The bad part that comes with that is, for some of the teenage boys who are starting to get hormones and impulses that they don't necessarily understand, I'm someone their age who's female and I have boobs and whatever and it catches their eye on occasion. Usually they don't know any better; it's new to them and they don't understand what's appropriate or what's not, and if they're older, nobody has told them what's appropriate and what's not. Some parents are afraid to discipline their children because of a diagnosis or disability, some are too overwhelmed and don't know how, some completely underestimate the level on which their child can comprehend things, and others, unfortunately, use the diagnosis as an excuse to never enforce rules or teach skills at all.

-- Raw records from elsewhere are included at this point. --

//! Event and user sources
//!
//! Sources are the collaborators that hand raw records to the pipeline. Each
//! is fetched exactly once per run; retries and pagination belong to whoever
//! produced the records.

use std::fs;
use std::path::{Path, PathBuf};

use serde::de::DeserializeOwned;
use serde::{Deserialize, Serialize};

use crate::error::PipelineError;
use crate::normalizer::{RawEventRecord, RawUserRecord};

/// Layout of a record file
#[derive(Debug, Clone, Copy, PartialEq, Eq, Default, Serialize, Deserialize)]
#[serde(rename_all = "lowercase")]
pub enum RecordFormat {
    /// Newline-delimited JSON, one record per line
    #[default]
    Ndjson,
    /// A single JSON array of records
    Json,
}

/// Supplier of raw event records
pub trait EventSource {
    /// Human-readable name used in errors and logs
    fn name(&self) -> &str;

    fn fetch_events(&self) -> Result<Vec<RawEventRecord>, PipelineError>;
}

/// Supplier of raw user records
pub trait UserSource {
    fn name(&self) -> &str;

    fn fetch_users(&self) -> Result<Vec<RawUserRecord>, PipelineError>;
}

/// Parse a JSON string containing an array of records
pub fn parse_array<T: DeserializeOwned>(json: &str) -> Result<Vec<T>, PipelineError> {
    let records: Vec<T> = serde_json::from_str(json)?;
    Ok(records)
}

/// Parse NDJSON, skipping blank lines
pub fn parse_ndjson<T: DeserializeOwned>(ndjson: &str) -> Result<Vec<T>, PipelineError> {
    let mut records = Vec::new();
    for (line_num, line) in ndjson.lines().enumerate() {
        let trimmed = line.trim();
        if trimmed.is_empty() {
            continue;
        }
        match serde_json::from_str::<T>(trimmed) {
            Ok(record) => records.push(record),
            Err(e) => {
                return Err(PipelineError::Parse(format!(
                    "Failed to parse line {}: {}",
                    line_num + 1,
                    e
                )));
            }
        }
    }
    Ok(records)
}

/// Parse records in the given layout
pub fn parse_records<T: DeserializeOwned>(
    content: &str,
    format: RecordFormat,
) -> Result<Vec<T>, PipelineError> {
    match format {
        RecordFormat::Ndjson => parse_ndjson(content),
        RecordFormat::Json => parse_array(content),
    }
}

/// Records stored in a local file
#[derive(Debug, Clone)]
pub struct FileSource {
    name: String,
    path: PathBuf,
    format: RecordFormat,
}

impl FileSource {
    pub fn new(name: impl Into<String>, path: impl Into<PathBuf>, format: RecordFormat) -> Self {
        Self {
            name: name.into(),
            path: path.into(),
            format,
        }
    }

    pub fn path(&self) -> &Path {
        &self.path
    }

    fn read<T: DeserializeOwned>(&self) -> Result<Vec<T>, PipelineError> {
        if !self.path.is_file() {
            return Err(PipelineError::SourceUnavailable {
                source_name: self.name.clone(),
                detail: format!("{} does not exist or is not a file", self.path.display()),
            });
        }
        let content = fs::read_to_string(&self.path)?;
        parse_records(&content, self.format)
    }
}

impl EventSource for FileSource {
    fn name(&self) -> &str {
        &self.name
    }

    fn fetch_events(&self) -> Result<Vec<RawEventRecord>, PipelineError> {
        self.read()
    }
}

impl UserSource for FileSource {
    fn name(&self) -> &str {
        &self.name
    }

    fn fetch_users(&self) -> Result<Vec<RawUserRecord>, PipelineError> {
        self.read()
    }
}

/// Records already held in memory
#[derive(Debug, Clone, Default)]
pub struct InMemoryEventSource {
    records: Vec<RawEventRecord>,
}

impl InMemoryEventSource {
    pub fn new(records: Vec<RawEventRecord>) -> Self {
        Self { records }
    }
}

impl EventSource for InMemoryEventSource {
    fn name(&self) -> &str {
        "in-memory-events"
    }

    fn fetch_events(&self) -> Result<Vec<RawEventRecord>, PipelineError> {
        Ok(self.records.clone())
    }
}

#[derive(Debug, Clone, Default)]
pub struct InMemoryUserSource {
    records: Vec<RawUserRecord>,
}

impl InMemoryUserSource {
    pub fn new(records: Vec<RawUserRecord>) -> Self {
        Self { records }
    }

    /// A user source with no records; every friend count falls back to events
    pub fn empty() -> Self {
        Self::default()
    }
}

impl UserSource for InMemoryUserSource {
    fn name(&self) -> &str {
        "in-memory-users"
    }

    fn fetch_users(&self) -> Result<Vec<RawUserRecord>, PipelineError> {
        Ok(self.records.clone())
    }
}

Lastly, keep in mind that I'm an unpaid teenage volunteer so I am doing this because I want to and I love all of my kids. The parents know this because I wear a t-shirt with VOLUNTEER emblazoned in enormous letters across the front to distinguish me from one of the teachers who deal with major issues, paperwork, etc. I call it "work" because it's easier. I have an actual job in retail now (it's a joy) but I still spend any free time I have volunteering. I miss it so much when I have to spend a week away, and I get a little flutter in my chest when one of the students say they missed me too.

We do all sorts of different camps and classes where I work. I get along well with kids and they tend to like it when someone's their age, so I tend to help out in those classes the most.

So. It's one of the summer day camps, and since we do a lot outdoors, it's blazing hot. That summer it got to 114 degrees F one afternoon. So I wear t-shirts, usually my uniform t-shirt, which is an adult size (not many kids work there) and can hang a little funny around the collar sometimes and hang down like a v-neck, but no cleavage is ever shown; I'm about 5'9" but I'm really, really skinny. I had a brain injury a year and a half before this so I lost all my muscle mass from spending almost 18 months unable to leave the safety of a dark room, and while I've gained some of it back, I had an eating disorder (and still do). So you get the picture. Weirdly fitting shirt.

Now that the background's out of the way, here's the story.

S is one of about six or seven kids in the group, all with severe learning disabilities. Right off the bat, it's easy to see that he has a crush on me; he's around my age and like I said. Hormones + boobs = impulses. For the first couple of days he wouldn't leave my side, but once he figured out that he'd come back and see me the next day, he relaxed a little. Along with S, there are three others in the mid-late teenage group. The younger kids kind of float around from person to person, but sometimes they're a little bit too high energy or something like that for the older ones. I hang out with S a lot, but I can't neglect the other three in our little posse, so I try and divide my time equally.